Casey was the only leader who went in the morning. Starting on the back nine, he exchanged a birdie on 11 with a bogey on 12. No harm, no foul.
Then came the par-five 14th hole. His second shot drifted off the fairway, and his third was over the green in the fescue. He failed to advance his fourth shot more than a foot as the high grass grabbed the club. It didn't get any better when he finally made the green. Triple bogey, eight.
He then bogeyed the 15th hole, hitting it short of the green in two and failing to get up and down. So there he stood at two under and seemingly out of the picture.
But then, starting at 17, he reeled off five straight birdies.
Casey said he couldn't remember the last time he had five birdies in a row or an eight in a competitive round.
"Not every day you enjoy a round of golf with an eight on the card," Casey said. "But I'm a pretty happy man. Yeah, it was a bit of a roller coaster. … [It's tough to get through] a U.S. Open or any major without some kind of hiccup."
Koepka is one of those players that the smart guys like to put in their fantasy league. Lots of talent, just looking for that one break-out moment.
This is his sixth year on the Tour and fifth U.S. Open. His best finish was fourth in 2014 at Pinehurst. He was 13th last year at Oakmont. He has won one tournament on the PGA Tour.
Koepka, playing the back nine first, birdied four of his first seven holes. Then his game flattened out on the front nine, bogeying one and six. He missed a six-foot putt on his last hole, which would have given him sole possession of the lead.
"I made two bad swings on the front nine," Koepka said. "I got in a hazard on one. And I pulled the four-iron on the par-three [sixth]. If you do that you're going to deserve a bogey out there."
Fleetwood found his way to the top with a rather ordinary four-birdie, two-bogey round. The 26-year-old Englishman has never won on the PGA Tour, but he has won four times on the European Tour. This is only his second U.S. Open, finishing 27th in 2015.

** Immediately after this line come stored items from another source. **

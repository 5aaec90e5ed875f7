// RustPixel
// copyright zipxing@hotmail.com 2022～2025

//! Asset module carries the pre-parsed payload of a baked sprite font.
//!
//! Atlas images and texture upload live elsewhere in the engine; this module
//! only moves the glyph-table side of a font around: glyph metrics, line
//! spacing, the optional default character and the atlas dimensions the
//! source rects index into. Payloads travel as bincode blobs or as json,
//! mirroring how packing tools emit them.

use crate::font::glyph::Glyph;
use crate::font::{FontError, FontResult};
use log::info;
use serde::{Deserialize, Serialize};

/// Baked sprite font payload, produced by an offline packing tool.
#[derive(Debug, Clone, Serialize, Deserialize)]
pub struct FontAtlasData {
    pub glyphs: Vec<Glyph>,
    pub line_spacing: f32,
    pub default_codepoint: Option<u32>,
    pub atlas_width: u32,
    pub atlas_height: u32,
}

impl FontAtlasData {
    /// Decode a bincode payload.
    pub fn from_bytes(data: &[u8]) -> FontResult<Self> {
        let (payload, _len): (FontAtlasData, usize) =
            bincode::serde::decode_from_slice(data, bincode::config::standard())
                .map_err(|e| FontError::AssetLoadFailure(format!("bincode decode: {}", e)))?;
        payload.validate()?;
        Ok(payload)
    }

    /// Decode a json payload.
    pub fn from_json(json: &str) -> FontResult<Self> {
        let payload: FontAtlasData = serde_json::from_str(json)
            .map_err(|e| FontError::AssetLoadFailure(format!("json decode: {}", e)))?;
        payload.validate()?;
        Ok(payload)
    }

    /// Read and decode a payload file: json when the name ends with .json,
    /// bincode otherwise.
    pub fn load(path: &str) -> FontResult<Self> {
        let raw = std::fs::read(path)
            .map_err(|e| FontError::AssetLoadFailure(format!("read {}: {}", path, e)))?;
        info!("font asset load: {}", path);
        if path.to_lowercase().ends_with(".json") {
            let text = String::from_utf8(raw).map_err(|_| {
                FontError::AssetLoadFailure(format!("{} is not utf-8 json", path))
            })?;
            Self::from_json(&text)
        } else {
            Self::from_bytes(&raw)
        }
    }

    /// Encode into a bincode payload. Used by baking tools; the decode side
    /// is from_bytes.
    pub fn to_bytes(&self) -> FontResult<Vec<u8>> {
        bincode::serde::encode_to_vec(self, bincode::config::standard())
            .map_err(|e| FontError::AssetLoadFailure(format!("bincode encode: {}", e)))
    }

    // Geometry sanity: every source rect must stay inside the atlas.
    fn validate(&self) -> FontResult<()> {
        if !self.line_spacing.is_finite() {
            return Err(FontError::AssetLoadFailure(
                "line spacing is not finite".to_string(),
            ));
        }
        if self.atlas_width == 0 || self.atlas_height == 0 {
            return Err(FontError::AssetLoadFailure(
                "atlas dimensions are zero".to_string(),
            ));
        }
        for g in &self.glyphs {
            if g.source.x < 0
                || g.source.y < 0
                || g.source.right() > self.atlas_width as i32
                || g.source.bottom() > self.atlas_height as i32
            {
                return Err(FontError::AssetLoadFailure(format!(
                    "glyph U+{:04X} source rect escapes the atlas",
                    g.codepoint
                )));
            }
        }
        Ok(())
    }
}
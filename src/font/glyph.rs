// RustPixel
// copyright zipxing@hotmail.com 2022～2025

//! Glyph metrics and the sorted lookup table.
//!
//! A table is built once at font-load time and stays immutable afterwards
//! except for two knobs: the fallback glyph and the line spacing. Lookup is a
//! binary search keyed on the code point, so the glyph vec must stay sorted
//! strictly ascending with no duplicates. Construction enforces that itself.

use crate::font::{FontError, FontResult};
use crate::util::ARect;
use serde::{Deserialize, Serialize};

/// Placement metrics for one character.
///
/// `source` is the sub-rectangle inside the packed atlas. `x_offset` and
/// `y_offset` shift the quad relative to the pen when the glyph is placed,
/// and `x_advance` moves the pen afterwards. A zero-size `source` marks a
/// non-printing placeholder such as space or tab.
#[derive(Debug, Clone, Copy, PartialEq, Serialize, Deserialize)]
pub struct Glyph {
    pub codepoint: u32,
    pub source: ARect,
    pub x_offset: f32,
    pub y_offset: f32,
    pub x_advance: f32,
}

impl Glyph {
    pub fn new(codepoint: u32, source: ARect, x_offset: f32, y_offset: f32, x_advance: f32) -> Self {
        Self {
            codepoint,
            source,
            x_offset,
            y_offset,
            x_advance,
        }
    }

    /// Zero-size source rect, the table convention for whitespace
    /// placeholders that advance the pen without drawing.
    pub fn is_blank(&self) -> bool {
        self.source.is_empty()
    }
}

/// Sorted glyph collection with binary-search lookup, an optional fallback
/// glyph and the baseline-to-baseline line spacing.
pub struct GlyphTable {
    glyphs: Vec<Glyph>,
    // index into glyphs; stays valid because the vec never changes after new()
    fallback: Option<usize>,
    line_spacing: f32,
}

impl GlyphTable {
    /// Build a table from glyphs in any order. The input is stable-sorted by
    /// code point; when the same code point appears more than once, the first
    /// occurrence in the sorted input wins and the rest are dropped.
    pub fn new(mut glyphs: Vec<Glyph>, line_spacing: f32) -> Self {
        glyphs.sort_by_key(|g| g.codepoint);
        glyphs.dedup_by_key(|g| g.codepoint);
        Self {
            glyphs,
            fallback: None,
            line_spacing,
        }
    }

    /// Look up a code point. Misses resolve to the fallback glyph when one
    /// is set, otherwise the code point is unmapped.
    pub fn find(&self, codepoint: u32) -> FontResult<&Glyph> {
        match self.glyphs.binary_search_by_key(&codepoint, |g| g.codepoint) {
            Ok(i) => Ok(&self.glyphs[i]),
            Err(_) => self
                .fallback
                .map(|i| &self.glyphs[i])
                .ok_or(FontError::UnmappedCharacter(codepoint)),
        }
    }

    /// Exact containment only; the fallback glyph does not count.
    pub fn contains(&self, codepoint: u32) -> bool {
        self.glyphs
            .binary_search_by_key(&codepoint, |g| g.codepoint)
            .is_ok()
    }

    /// Record the glyph for `codepoint` as the fallback, or clear it with
    /// `None`. The code point must have an exact entry in the table.
    pub fn set_fallback(&mut self, codepoint: Option<u32>) -> FontResult<()> {
        match codepoint {
            Some(cp) => match self.glyphs.binary_search_by_key(&cp, |g| g.codepoint) {
                Ok(i) => {
                    self.fallback = Some(i);
                    Ok(())
                }
                Err(_) => Err(FontError::UnmappedCharacter(cp)),
            },
            None => {
                self.fallback = None;
                Ok(())
            }
        }
    }

    pub fn fallback_glyph(&self) -> Option<&Glyph> {
        self.fallback.map(|i| &self.glyphs[i])
    }

    pub fn fallback_codepoint(&self) -> Option<u32> {
        self.fallback_glyph().map(|g| g.codepoint)
    }

    pub fn line_spacing(&self) -> f32 {
        self.line_spacing
    }

    /// Negative spacing is legal and draws lines upwards; it is stored as
    /// given, never clamped.
    pub fn set_line_spacing(&mut self, spacing: f32) {
        debug_assert!(spacing.is_finite(), "line spacing must be finite");
        self.line_spacing = spacing;
    }

    pub fn glyphs(&self) -> &[Glyph] {
        &self.glyphs
    }

    pub fn len(&self) -> usize {
        self.glyphs.len()
    }

    pub fn is_empty(&self) -> bool {
        self.glyphs.is_empty()
    }
}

"Tomorrow will be a very cool experience," Fleetwood said. "Anything can happen. There are always ups and downs out there."
The left-handed Harman had three birdies, two of them on par threes, and one bogey. At 30, Harman has been around long enough to claim two PGA victories. This is his third try at the U.S. Open and the first time he has made the cut.
"I have no expectations," he said. "I have no idea how the weekend is going to go, no one does. For me, if I can just stay where I am, just keep doing what I'm doing, I'll have a chance."
The rounds of the day were turned in by Hideki Matsuyama and Chez Reavie, who equaled Fowler's 65 on Thursday. Matsuyama birdied six of his first eight holes and picked up a birdie on the 13th to put him at five under for the tournament after an opening 74
Rain is expected on Saturday, which should make the greens easy to stick and putt. But on Sunday, the winds, which so far have been mild, are expected to be in a force making the final round a real test of skill.
The last six majors have been taken by first-time winners. It's looking as if that streak could grow to seven.